Gay rights activists were up in arms about a tie-up that allows members of Ikea Family - the retailer's loyalty programme - to obtain discounted rates for Vision, a magic show featuring pastor-magician Lawrence Khong of Faith Community Baptist Church.
A spokesman for the furniture retailer said last night it recognises that "the promotional collaboration with Vision has raised sensitivities among members of the public".
"We have been in contact with the show's organisers today and hope to find a resolution that is agreeable to both parties."
Ikea Singapore said earlier that its management was assessing the situation. It also posted an apology on its Facebook page in response to an upset customer, saying: "We are really sorry for the unhappiness this has caused."
Among activists who spoke against Ikea's decision was Jean Chong, co-founder of women's gay rights group Sayoni, who said she wanted to encourage the lesbian, gay, bisexual and transgender (LGBT) community "not to patronise businesses that promote homophobia".
Olivia Chiong, who blogs about same-sex parenting, said Ikea Singapore's support "contradicts the brand's public and global stand for diversity and equal rights over the last 20 years".
An Ikea spokesman told international LGBT news portal Gay Star News that while Ikea Family is promoting the show on its website, it is not funding it: "Vision is offering our Family members a discount on tickets to a theatrical illusion performance that offers high family entertainment value."
Vision's main sponsor, IPP Financial Advisers, defended its support for the show, which features Mr Khong and his daughter Priscilla, and takes place in July. Its managing director for marketing and investments, Albert Lam, said: "We sponsored the show because we are proud of our Singaporean talent, and this is a world-class show. What Lawrence Khong believes is not part of our criteria for good entertainment value."
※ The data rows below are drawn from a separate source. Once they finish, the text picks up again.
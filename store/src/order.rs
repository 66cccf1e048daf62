//! Ordering strategies for the three record indexes.
//!
//! Each [`IndexOrder`] is a lexicographic order over a permutation of the
//! record fields. Within a field, wild sorts before every literal value and two
//! wild fields compare equal. Wild therefore acts as the minimum of its field,
//! which lets a pattern serve as the lower bound of the sub-range holding all
//! records that share its leading literal fields.
//!
//! # Key Format
//!
//! Indexes do not call [`IndexOrder::compare`] directly; they are keyed by an
//! [`IndexKey`], the record's fields already permuted into the order's
//! priority. `IndexKey`'s derived `Ord` agrees with `compare` field for field.

use std::cmp::Ordering;
use std::fmt;
use std::sync::Arc;

use crate::record::{Field, Record};

/// One of the three index orders.
#[derive(Debug, Clone, Copy, PartialEq, Eq, Hash)]
pub enum IndexOrder {
    /// Entity, then relation, then property.
    EntityRelationProperty,
    /// Relation, then property, then entity.
    RelationPropertyEntity,
    /// Property, then entity, then relation.
    PropertyEntityRelation,
}

impl IndexOrder {
    /// All orders, in the position each index occupies in the store.
    pub const ALL: [Self; 3] = [
        Self::EntityRelationProperty,
        Self::RelationPropertyEntity,
        Self::PropertyEntityRelation,
    ];

    /// Position of this order's index in the store.
    #[must_use]
    pub const fn index(self) -> usize {
        match self {
            Self::EntityRelationProperty => 0,
            Self::RelationPropertyEntity => 1,
            Self::PropertyEntityRelation => 2,
        }
    }

    /// Field priority, most significant first.
    #[must_use]
    pub const fn fields(self) -> [Field; 3] {
        match self {
            Self::EntityRelationProperty => [Field::Entity, Field::Relation, Field::Property],
            Self::RelationPropertyEntity => [Field::Relation, Field::Property, Field::Entity],
            Self::PropertyEntityRelation => [Field::Property, Field::Entity, Field::Relation],
        }
    }

    /// Pick the order that puts the pattern's literal fields first.
    ///
    /// - entity literal: entity-led
    /// - entity wild, relation literal: relation-led
    /// - otherwise: property-led
    ///
    /// A pattern like `(e, *, p)` is served entity-led with only the entity
    /// bound, so the scan covers every record for `e` rather than just the
    /// matches.
    #[must_use]
    pub const fn for_pattern(pattern: &Record) -> Self {
        if !pattern.entity_wild() {
            Self::EntityRelationProperty
        } else if !pattern.relation_wild() {
            Self::RelationPropertyEntity
        } else {
            Self::PropertyEntityRelation
        }
    }

    /// Compare two records under this order.
    #[must_use]
    pub fn compare(self, a: &Record, b: &Record) -> Ordering {
        self.fields()
            .into_iter()
            .map(|field| compare_field(a, b, field))
            .find(|ordering| ordering.is_ne())
            .unwrap_or(Ordering::Equal)
    }

    /// Build the index key for a record.
    #[must_use]
    pub fn key(self, record: &Record) -> IndexKey {
        IndexKey(self.fields().map(|field| {
            if record.is_wild(field) {
                KeyPart::Wild
            } else {
                KeyPart::Literal(Arc::clone(record.shared_value(field)))
            }
        }))
    }

    /// Build the key of a literal record given its values in field order.
    #[must_use]
    pub fn literal_key(self, entity: &str, relation: &str, property: &str) -> IndexKey {
        let values = [entity, relation, property];
        IndexKey(
            self.fields()
                .map(|field| KeyPart::Literal(Arc::from(values[field.index()]))),
        )
    }

    /// Dash-separated field names, e.g. `entity-relation-property`.
    #[must_use]
    pub const fn name(self) -> &'static str {
        match self {
            Self::EntityRelationProperty => "entity-relation-property",
            Self::RelationPropertyEntity => "relation-property-entity",
            Self::PropertyEntityRelation => "property-entity-relation",
        }
    }
}

impl fmt::Display for IndexOrder {
    fn fmt(&self, f: &mut fmt::Formatter<'_>) -> fmt::Result {
        f.write_str(self.name())
    }
}

fn compare_field(a: &Record, b: &Record, field: Field) -> Ordering {
    match (a.is_wild(field), b.is_wild(field)) {
        (true, true) => Ordering::Equal,
        (true, false) => Ordering::Less,
        (false, true) => Ordering::Greater,
        (false, false) => a.value(field).cmp(b.value(field)),
    }
}

/// One component of an [`IndexKey`].
///
/// Variant order matters: `Wild` sorts before any `Literal`.
#[derive(Debug, Clone, PartialEq, Eq, PartialOrd, Ord, Hash)]
pub enum KeyPart {
    Wild,
    Literal(Arc<str>),
}

/// A record's fields permuted into an order's priority.
#[derive(Debug, Clone, PartialEq, Eq, PartialOrd, Ord, Hash)]
pub struct IndexKey([KeyPart; 3]);

impl IndexKey {
    /// Number of leading literal parts.
    #[must_use]
    pub fn prefix_len(&self) -> usize {
        self.0
            .iter()
            .take_while(|part| matches!(part, KeyPart::Literal(_)))
            .count()
    }

    /// The smallest key sharing this key's first `len` parts.
    #[must_use]
    pub fn lower_bound(&self, len: usize) -> Self {
        let mut parts = self.0.clone();
        for part in parts.iter_mut().skip(len) {
            *part = KeyPart::Wild;
        }
        Self(parts)
    }

    /// Whether the first `len` parts of both keys are equal.
    #[must_use]
    pub fn shares_prefix(&self, other: &Self, len: usize) -> bool {
        self.0[..len] == other.0[..len]
    }

    /// The key parts, most significant first.
    #[must_use]
    pub const fn parts(&self) -> &[KeyPart; 3] {
        &self.0
    }
}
Others also praised Ikea for supporting the show. Thio Gim Hock, chief executive of real estate developer OUE Limited, thanked Ikea on Facebook, saying: "The normal family - man, woman and child - are in the majority and are the ones who need to buy furniture to start their home."
Mr Khong, 63, could not respond to queries by press time, said a spokesman for Gateway Entertainment, his church's media arm, which is producing the show.
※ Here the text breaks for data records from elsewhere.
//! Store configuration module.
//!
//! This module provides configuration loading for a `TripleStore` from
//! environment variables.
//!
//! # Environment Variables
//!
//! - `TRIPLESTORE_WILDCARD`: Initial wildcard placeholder (default: `*`)
//! - `TRIPLESTORE_FIELD_WIDTH`: Column width used when rendering the store (default: `8`)
//!
//! # Invariants
//!
//! - `wildcard` is never empty
//! - `field_width` is always at least 1

use crate::record::DEFAULT_FIELD_WIDTH;

/// Store configuration.
#[derive(Debug, Clone, PartialEq, Eq)]
pub struct StoreConfig {
    /// Placeholder that marks a query or removal field as wild.
    pub wildcard: String,
    /// Width each field is right-justified to in the store dump.
    pub field_width: usize,
}

/// Error returned when loading configuration fails.
#[derive(Debug, Clone, PartialEq, Eq)]
pub enum ConfigError {
    /// An environment variable has an invalid value.
    InvalidValue { name: String, message: String },
}

impl std::fmt::Display for ConfigError {
    fn fmt(&self, f: &mut std::fmt::Formatter<'_>) -> std::fmt::Result {
        match self {
            Self::InvalidValue { name, message } => {
                write!(f, "invalid value for {name}: {message}")
            }
        }
    }
}

impl std::error::Error for ConfigError {}

impl Default for StoreConfig {
    fn default() -> Self {
        Self {
            wildcard: Self::DEFAULT_WILDCARD.to_owned(),
            field_width: DEFAULT_FIELD_WIDTH,
        }
    }
}

impl StoreConfig {
    /// Default wildcard placeholder.
    pub const DEFAULT_WILDCARD: &'static str = "*";
    const WILDCARD_VAR: &'static str = "TRIPLESTORE_WILDCARD";
    const FIELD_WIDTH_VAR: &'static str = "TRIPLESTORE_FIELD_WIDTH";

    /// Set the wildcard placeholder.
    #[must_use]
    pub fn with_wildcard(mut self, wildcard: impl Into<String>) -> Self {
        self.wildcard = wildcard.into();
        self
    }

    /// Set the rendering field width.
    #[must_use]
    pub const fn with_field_width(mut self, field_width: usize) -> Self {
        self.field_width = field_width;
        self
    }

    /// Load configuration from environment variables.
    ///
    /// Unset variables fall back to their defaults.
    ///
    /// # Errors
    ///
    /// Returns an error if:
    /// - `TRIPLESTORE_WILDCARD` is set but empty
    /// - `TRIPLESTORE_FIELD_WIDTH` is set but not a positive integer
    pub fn from_env() -> Result<Self, ConfigError> {
        Self::from_lookup(|name| std::env::var(name).ok())
    }

    /// Load configuration through an arbitrary variable lookup.
    pub fn from_lookup<F>(lookup: F) -> Result<Self, ConfigError>
    where
        F: Fn(&str) -> Option<String>,
    {
        let wildcard = Self::load_wildcard(&lookup)?;
        let field_width = Self::load_field_width(&lookup)?;
        Ok(Self {
            wildcard,
            field_width,
        })
    }

    fn load_wildcard<F>(lookup: &F) -> Result<String, ConfigError>
    where
        F: Fn(&str) -> Option<String>,
    {
        match lookup(Self::WILDCARD_VAR) {
            Some(value) if value.is_empty() => Err(ConfigError::InvalidValue {
                name: Self::WILDCARD_VAR.to_string(),
                message: "must not be empty".to_string(),
            }),
            Some(value) => Ok(value),
            None => Ok(Self::DEFAULT_WILDCARD.to_owned()),
        }
    }

    fn load_field_width<F>(lookup: &F) -> Result<usize, ConfigError>
    where
        F: Fn(&str) -> Option<String>,
    {
        let Some(value) = lookup(Self::FIELD_WIDTH_VAR) else {
            return Ok(DEFAULT_FIELD_WIDTH);
        };
        match value.parse::<usize>() {
            Ok(width) if width > 0 => Ok(width),
            _ => Err(ConfigError::InvalidValue {
                name: Self::FIELD_WIDTH_VAR.to_string(),
                message: format!("'{value}' is not a positive integer"),
            }),
        }
    }
}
He has spoken out against homosexuality. Last year, he pledged support for a campaign to "wear white" to protest against the LGBT picnic Pink Dot.
This is not the first time a company has come under fire for supporting certain organisations. In 2008, DBS Bank drew flak for picking Focus on the Family - seen by some as an anti-gay, anti-abortion organisation - as a target charity. The bank dropped the charity's name from its advertisements, but restored it later.